Lisa Learner, from the fine arts department, showed a display of pieces produced by her students. The theme of their art was seeing through other people's eyes in the world. She even handed out mirrors with picture of different people pasted on them. They had cut out holes where the eyes should have been in these pictures. This let the mirror shine through, allowing the viewer to see their own eyes.

On the back of these mirrors, Learner had placed a quote by Marcel Proust to enhance the meaning behind her theme. The quote went like this: "The real voyage of discovery consists not in seeking new landscapes but in having new eyes."

The other panelists that followed were Dr.
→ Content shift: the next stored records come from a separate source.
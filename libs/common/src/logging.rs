//! Unified logging for GridLink tools
//!
//! Console output goes to stderr so command output on stdout stays clean.
//! An optional daily-rolling file can be added, plain or JSON.

use std::path::PathBuf;
use std::sync::{Mutex, OnceLock};

use serde::{Deserialize, Serialize};
use tracing::Level;
use tracing_appender::non_blocking::WorkerGuard;
use tracing_subscriber::{
    fmt::{self, format::Writer, FmtContext, FormatEvent, FormatFields},
    layer::SubscriberExt,
    registry::LookupSpan,
    util::SubscriberInitExt,
    EnvFilter, Layer,
};

/// Custom format for log level with brackets: `[INFO]`, `[WARN]`, etc.
fn format_level(level: &Level) -> &'static str {
    match *level {
        Level::TRACE => "[TRACE]",
        Level::DEBUG => "[DEBUG]",
        Level::INFO => "[INFO]",
        Level::WARN => "[WARN]",
        Level::ERROR => "[ERROR]",
    }
}

/// Event formatter that outputs: `timestamp [LEVEL] message`
///
/// Example output: `2025-12-02T00:50:44.809Z [INFO] catalog loaded families=3 models=2`
pub struct BracketedLevelFormat;

impl<S, N> FormatEvent<S, N> for BracketedLevelFormat
where
    S: tracing::Subscriber + for<'a> LookupSpan<'a>,
    N: for<'a> FormatFields<'a> + 'static,
{
    fn format_event(
        &self,
        ctx: &FmtContext<'_, S, N>,
        mut writer: Writer<'_>,
        event: &tracing::Event<'_>,
    ) -> std::fmt::Result {
        let now = chrono::Utc::now();
        write!(writer, "{} ", now.format("%Y-%m-%dT%H:%M:%S%.3fZ"))?;

        let level = *event.metadata().level();
        if writer.has_ansi_escapes() {
            let color = match level {
                Level::TRACE => "\x1b[35m", // magenta
                Level::DEBUG => "\x1b[34m", // blue
                Level::INFO => "\x1b[32m",  // green
                Level::WARN => "\x1b[33m",  // yellow
                Level::ERROR => "\x1b[31m", // red
            };
            write!(writer, "{}{}\x1b[0m ", color, format_level(&level))?;
        } else {
            write!(writer, "{} ", format_level(&level))?;
        }

        ctx.field_format().format_fields(writer.by_ref(), event)?;

        writeln!(writer)
    }
}

// Keeps file writers flushing for the life of the process
static GUARDS: OnceLock<Mutex<Vec<WorkerGuard>>> = OnceLock::new();

/// Logger configuration
#[derive(Debug, Clone, PartialEq, Serialize, Deserialize)]
#[serde(default)]
pub struct LogConfig {
    /// Application name, used as the log file prefix
    pub app_name: String,
    /// Filter directive used when `RUST_LOG` is not set (e.g. "info,gridlink_calc=debug")
    pub level: String,
    /// Directory for the daily log file; `None` logs to the console only
    pub log_dir: Option<PathBuf>,
    /// Write the log file as JSON lines
    pub json: bool,
    /// Colored console output
    pub ansi: bool,
}

impl Default for LogConfig {
    fn default() -> Self {
        Self {
            app_name: "gridlink".to_string(),
            level: "info".to_string(),
            log_dir: None,
            json: false,
            ansi: true,
        }
    }
}

impl LogConfig {
    /// Filter directive in effect: `RUST_LOG` wins over the configured level
    pub fn filter_directive(&self) -> String {
        std::env::var("RUST_LOG")
            .ok()
            .filter(|s| !s.trim().is_empty())
            .unwrap_or_else(|| self.level.clone())
    }

    fn file_name(&self) -> String {
        format!("{}.log", self.app_name)
    }
}

/// Initialize logging with configuration
///
/// Fails if the filter directive is invalid, the log directory cannot be
/// created, or a global subscriber is already installed.
pub fn init_with_config(config: &LogConfig) -> Result<(), Box<dyn std::error::Error>> {
    let directive = config.filter_directive();
    let env_filter = EnvFilter::try_new(&directive)
        .map_err(|e| format!("Invalid log filter '{}': {}", directive, e))?;

    let console_layer = fmt::layer()
        .with_writer(std::io::stderr)
        .with_ansi(config.ansi)
        .event_format(BracketedLevelFormat)
        .boxed();

    let file_layer = match &config.log_dir {
        Some(dir) => {
            std::fs::create_dir_all(dir)?;
            let appender = tracing_appender::rolling::daily(dir, config.file_name());
            let (non_blocking, guard) = tracing_appender::non_blocking(appender);

            let guards = GUARDS.get_or_init(|| Mutex::new(Vec::new()));
            match guards.lock() {
                Ok(mut guards) => guards.push(guard),
                Err(poisoned) => poisoned.into_inner().push(guard),
            }

            let layer = if config.json {
                fmt::layer()
                    .json()
                    .with_writer(non_blocking)
                    .with_target(true)
                    .boxed()
            } else {
                fmt::layer()
                    .with_writer(non_blocking)
                    .with_ansi(false)
                    .event_format(BracketedLevelFormat)
                    .boxed()
            };
            Some(layer)
        },
        None => None,
    };

    tracing_subscriber::registry()
        .with(env_filter)
        .with(console_layer)
        .with(file_layer)
        .try_init()?;

    tracing::debug!(filter = %directive, log_dir = ?config.log_dir, "logging initialized");
    Ok(())
}
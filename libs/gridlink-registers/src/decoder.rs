//! Register decoder
//!
//! Turns one or two raw 16-bit words plus a descriptor into a typed value:
//!
//! 1. look up the word(s); a missing word means the measurement is unavailable
//! 2. combine two words as `(high << 16) | low`
//! 3. reinterpret as two's-complement when the descriptor is signed
//! 4. multiply by the scale
//! 5. apply the post-process transform to the scaled value
//!
//! Decoding is a pure function of the descriptor and the snapshot.

use crate::descriptor::{
    EntityDescriptor, NumberDescriptor, SelectDescriptor, SensorDescriptor, WordLayout,
};
use crate::error::Unavailable;
use crate::validation::validate;
use crate::value::Value;
use crate::words::RegisterWords;
use tracing::debug;

/// Combined raw integer for a layout (steps 1-3)
pub fn read_raw(layout: &WordLayout<'_>, words: &RegisterWords) -> Result<i64, Unavailable> {
    let word = |address: u16| words.get(address).ok_or(Unavailable::MissingWord(address));

    match *layout.addresses {
        [address] => {
            let w = word(address)?;
            Ok(if layout.signed {
                i64::from(w as i16)
            } else {
                i64::from(w)
            })
        },
        [high, low] => {
            let combined = (u32::from(word(high)?) << 16) | u32::from(word(low)?);
            Ok(if layout.signed {
                i64::from(combined as i32)
            } else {
                i64::from(combined)
            })
        },
        // Catalog loading rejects any other address count
        _ => Err(Unavailable::InvalidLayout(layout.addresses.len())),
    }
}

/// Raw integer multiplied by the layout's scale (step 4)
pub fn read_scaled(layout: &WordLayout<'_>, words: &RegisterWords) -> Result<f64, Unavailable> {
    read_raw(layout, words).map(|raw| raw as f64 * layout.scale)
}

/// Decode a sensor without applying validation rules
pub fn decode(descriptor: &SensorDescriptor, words: &RegisterWords) -> Result<Value, Unavailable> {
    let scaled = read_scaled(&descriptor.layout(), words)?;
    descriptor.transform().apply(scaled)
}

/// Decode a select into its option label
pub fn decode_select(
    descriptor: &SelectDescriptor,
    words: &RegisterWords,
) -> Result<Value, Unavailable> {
    let raw = read_raw(&descriptor.layout(), words)?;
    u16::try_from(raw)
        .ok()
        .and_then(|value| descriptor.label_of(value))
        .map(|label| Value::Label(label.to_string()))
        .ok_or(Unavailable::UnknownOption(raw))
}

/// Decode a number setting without applying validation rules
pub fn decode_number(
    descriptor: &NumberDescriptor,
    words: &RegisterWords,
) -> Result<Value, Unavailable> {
    read_scaled(&descriptor.layout(), words).map(Value::Number)
}

/// Decode and validate a sensor
///
/// A value that fails validation is reported as unavailable, never clamped.
pub fn read_sensor(
    descriptor: &SensorDescriptor,
    words: &RegisterWords,
) -> Result<Value, Unavailable> {
    let value = decode(descriptor, words)?;
    checked(&descriptor.key, value, &descriptor.validate)
}

/// Decode and validate any register-backed entity
///
/// Returns `None` for derived entities (integrations), which have no words.
pub fn read_entity(
    entity: &EntityDescriptor,
    words: &RegisterWords,
) -> Option<Result<Value, Unavailable>> {
    match entity {
        EntityDescriptor::Sensor(d) => Some(read_sensor(d, words)),
        EntityDescriptor::Select(d) => Some(decode_select(d, words)),
        EntityDescriptor::Number(d) => {
            Some(decode_number(d, words).and_then(|value| checked(&d.key, value, &d.validate)))
        },
        EntityDescriptor::Integration(_) => None,
    }
}

fn checked(
    key: &str,
    value: Value,
    rules: &[crate::descriptor::ValidationRule],
) -> Result<Value, Unavailable> {
    match validate(key, &value, rules) {
        Ok(()) => Ok(value),
        Err(reason) => {
            debug!(key = key, value = %value, reason = %reason, "validation rejected value");
            Err(reason)
        },
    }
}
Jean Mouck, a medical missionary sister who spoke about global health issues; Maureen Heffern Ponicki, a coordinator of the "Democratizing Global Economy Project," sponsored by the American Friends Service Committee, who spoke about how we can work on democratizing the global economy; Dr. Clara Haignere, a faculty member of Temple University's department of public health who talked about food and global priorities and finally Lenore Palladino, a staff member of the Students Against Sweatshops who talked about the struggle against sweatshops on college campuses.

They ended the meeting with a kickoff to the hunger and homelessness campaign committee.

The next event after the assembly was the choice of the students. This was when the special interest groups set up in different locations and students got to choose which meeting they wished to attend. These choices included world poetry readings, encounter on the border experience, or students against sweat shops.

Cabrini Spirit Day came to a close with an induction ceremony for the Delta Epsilon Sigma, or the national honor society for Catholic colleges.